Thursday, October 13, 2011

Leadership is support....

Do you feel like calling your boss when you are in a problem hoping he is there for you?


In my opinion, leadership is about the support you can provide to the community that you touch upon - your team, your customer, your vendor, etc, when they need you.


I want to take an example of one of my colleagues, who is basically an account manager. His role doesn't demand him to fix a java or a shell script, but in case of one, I feel like reaching out to him. His role doesn't demand him to take care of low quality conference bridge issues. But in case of one, I reach out to him. And he does all this without a fuss. For me, he is a leader.


I know whom to reach out in case of an issue. Are you one of that kind? A supportive leader or a tyrant boss.

Wednesday, October 12, 2011

Working with your competitors...

The IT Services business is very very tricky. And to win business, you are supposed to do anything...

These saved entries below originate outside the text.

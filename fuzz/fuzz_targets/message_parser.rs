//! Fuzz target for line parsing and dispatch
//!
//! Feeds randomly generated input through the full parse-and-dispatch path
//! and ensures it never panics; tolerance over strictness is the crate's
//! core contract.

#![no_main]

use libfuzzer_sys::fuzz_target;
use std::str;
use tmi_proto::{Dispatcher, ParsedMessage};

fuzz_target!(|data: &[u8]| {
    // Only fuzz valid UTF-8 strings to focus on protocol-level issues
    if let Ok(input) = str::from_utf8(data) {
        // Skip very long inputs; tag sections cap at 8 KiB on real servers
        if input.len() > 9000 {
            return;
        }

        // Parsing and dispatch are total - neither may panic
        let msg = ParsedMessage::parse(input);
        let dispatcher = Dispatcher::new();
        let events = dispatcher.dispatch(&msg);
        assert!(events.len() <= 2);
    }
});
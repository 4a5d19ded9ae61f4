//! Wire enums for Twitch tag values.
//!
//! Wire names are the exact tokens Twitch sends; variants without an
//! override resolve under their symbolic name.

use super::wire_enum;

wire_enum! {
    /// Badge classification from the `badges` tag.
    pub enum BadgeKind: fallback = Other {
        /// Twitch administrator.
        Admin = 0 => "admin",
        /// Bits donor.
        Bits = 1 => "bits",
        /// The channel owner.
        Broadcaster = 2 => "broadcaster",
        /// Global moderator.
        GlobalMod = 3 => "global_mod",
        /// Channel moderator.
        Moderator = 4 => "moderator",
        /// Channel subscriber.
        Subscriber = 5 => "subscriber",
        /// Twitch staff.
        Staff = 6 => "staff",
        /// Turbo subscriber.
        Turbo = 7 => "turbo",
        /// Twitch Prime.
        Premium = 8 => "premium",
        /// Partnered channel (verified).
        Partner = 9 => "partner",
        /// Channel VIP.
        Vip = 10 => "vip",
        /// Bits leaderboard position.
        BitsLeader = 11 => "bits-leader",
        /// Gifted-subscription leader.
        SubGifter = 12 => "sub-gifter",
        /// Any badge this library does not know.
        Other = 99,
    }
}

wire_enum! {
    /// The `user-type` tag: Twitch-side role of the sender.
    ///
    /// Ordinary viewers carry an empty value on the wire.
    pub enum UserType: fallback = Viewer {
        /// No special role.
        Viewer = 0 => "",
        /// Channel moderator.
        Moderator = 1 => "mod",
        /// Global moderator.
        GlobalModerator = 2 => "global_mod",
        /// Twitch administrator.
        Admin = 3 => "admin",
        /// Twitch staff.
        Staff = 4 => "staff",
    }
}

wire_enum! {
    /// Subscription tier from `msg-param-sub-plan`.
    ///
    /// Paid tiers are named by their numeric wire token, so both the name
    /// match and the numeric fallback resolve them.
    pub enum SubPlan: fallback = NotSet {
        /// Tag missing or unrecognized.
        NotSet = 0 => "",
        /// Twitch Prime subscription.
        Prime = 1 => "Prime",
        /// Tier 1 ($4.99).
        Tier1 = 1000 => "1000",
        /// Tier 2 ($9.99).
        Tier2 = 2000 => "2000",
        /// Tier 3 ($24.99).
        Tier3 = 3000 => "3000",
    }
}

wire_enum! {
    /// Ritual classification from `msg-param-ritual-name`.
    pub enum RitualKind: fallback = Other {
        /// A user's first message in the channel.
        NewChatter = 0 => "new_chatter",
        /// Any ritual this library does not know.
        Other = 99,
    }
}

wire_enum! {
    /// Secondary classification of USERNOTICE via its `msg-id` tag.
    pub enum UserNoticeKind: fallback = Other {
        /// New subscription.
        Sub = 0 => "sub",
        /// Continued subscription.
        Resub = 1 => "resub",
        /// Gifted subscription.
        SubGift = 2 => "subgift",
        /// Incoming raid.
        Raid = 3 => "raid",
        /// Channel ritual.
        Ritual = 4 => "ritual",
        /// Unknown or absent msg-id.
        Other = 99,
    }
}

wire_enum! {
    /// Secondary classification of NOTICE via its `msg-id` tag.
    pub enum NoticeKind: fallback = Other {
        /// Ban target is already banned.
        AlreadyBanned = 0 => "already_banned",
        /// Host target is already being hosted.
        BadHostHosting = 1 => "bad_host_hosting",
        /// Too many host commands in the window.
        BadHostRateExceeded = 2 => "bad_host_rate_exceeded",
        /// Mod target is already a moderator.
        BadModMod = 3 => "bad_mod_mod",
        /// Unban target is not banned.
        BadUnbanNoBan = 4 => "bad_unban_no_ban",
        /// Unmod target is not a moderator.
        BadUnmodMod = 5 => "bad_unmod_mod",
        /// The channel has been suspended.
        ChannelSuspended = 6 => "msg_channel_suspended",
        /// Reply to `/help`: available commands.
        CmdsAvailable = 7 => "cmds_available",
        /// Host commands remaining in the window.
        HostsRemaining = 8 => "hosts_remaining",
        /// Command target does not exist.
        InvalidUser = 9 => "invalid_user",
        /// Sender lacks permission for the command.
        NoPermission = 10 => "no_permission",
        /// Reply to `/mods`: the moderator list.
        RoomMods = 11 => "room_mods",
        /// Unban completed.
        UnbanSuccess = 12 => "unban_success",
        /// Command not available inside chat rooms.
        UnsupportedChatRoomsCmd = 13 => "unsupported_chatrooms_cmd",
        /// Any msg-id this library does not know.
        Other = 99,
    }
}

wire_enum! {
    /// Room settings a ROOMSTATE message can change, as a bitfield.
    ///
    /// Twitch sends partial diffs; the set of flags on a decoded room-state
    /// record marks which settings that particular message carried.
    pub enum RoomStates: fallback = None, composable = true {
        /// No change.
        None = 0,
        /// Emote-only mode.
        EmoteOnly = 1,
        /// Unique-chat (r9k) mode.
        R9k = 2,
        /// Slow mode.
        Slow = 4,
        /// Followers-only mode.
        FollowersOnly = 8,
        /// Subscribers-only mode.
        SubsOnly = 16,
        /// Broadcaster language restriction.
        BroadcasterLang = 32,
    }
}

You need to stay competitive. And you need to stay with competition...


The latter part is a very unusual situation when you are supposed to work with competition to deliver value to the customer. Now, how do you do that? You would have won the deal against the same competition and post that you need to work along with them. 


To give an example, take a Manufacturing services company getting serviced by multiple IT service vendors. Nothing unusual about it. Now, typically in a datawarehousing project, the data is pulled from multiple sources and then integrated into a datawarehouse and then reported from this environment into a presentation layer. 


We have 3 distinct ecosystems- sources, data-warehouse & presentation. Now, if each ecosystem is driven by a separate IT services vendor, and all 3 of them compete against each other for every project, how can you expect harmony to exist between the 3, which will naturally flow into the application that is getting built. 


Lot of times, projects get delayed not by the team performance, but purely by such strange de-risking practices followed by organizations to make the competitors work together. They never can. There will always be the line where information sharing will be seen as an "evil act".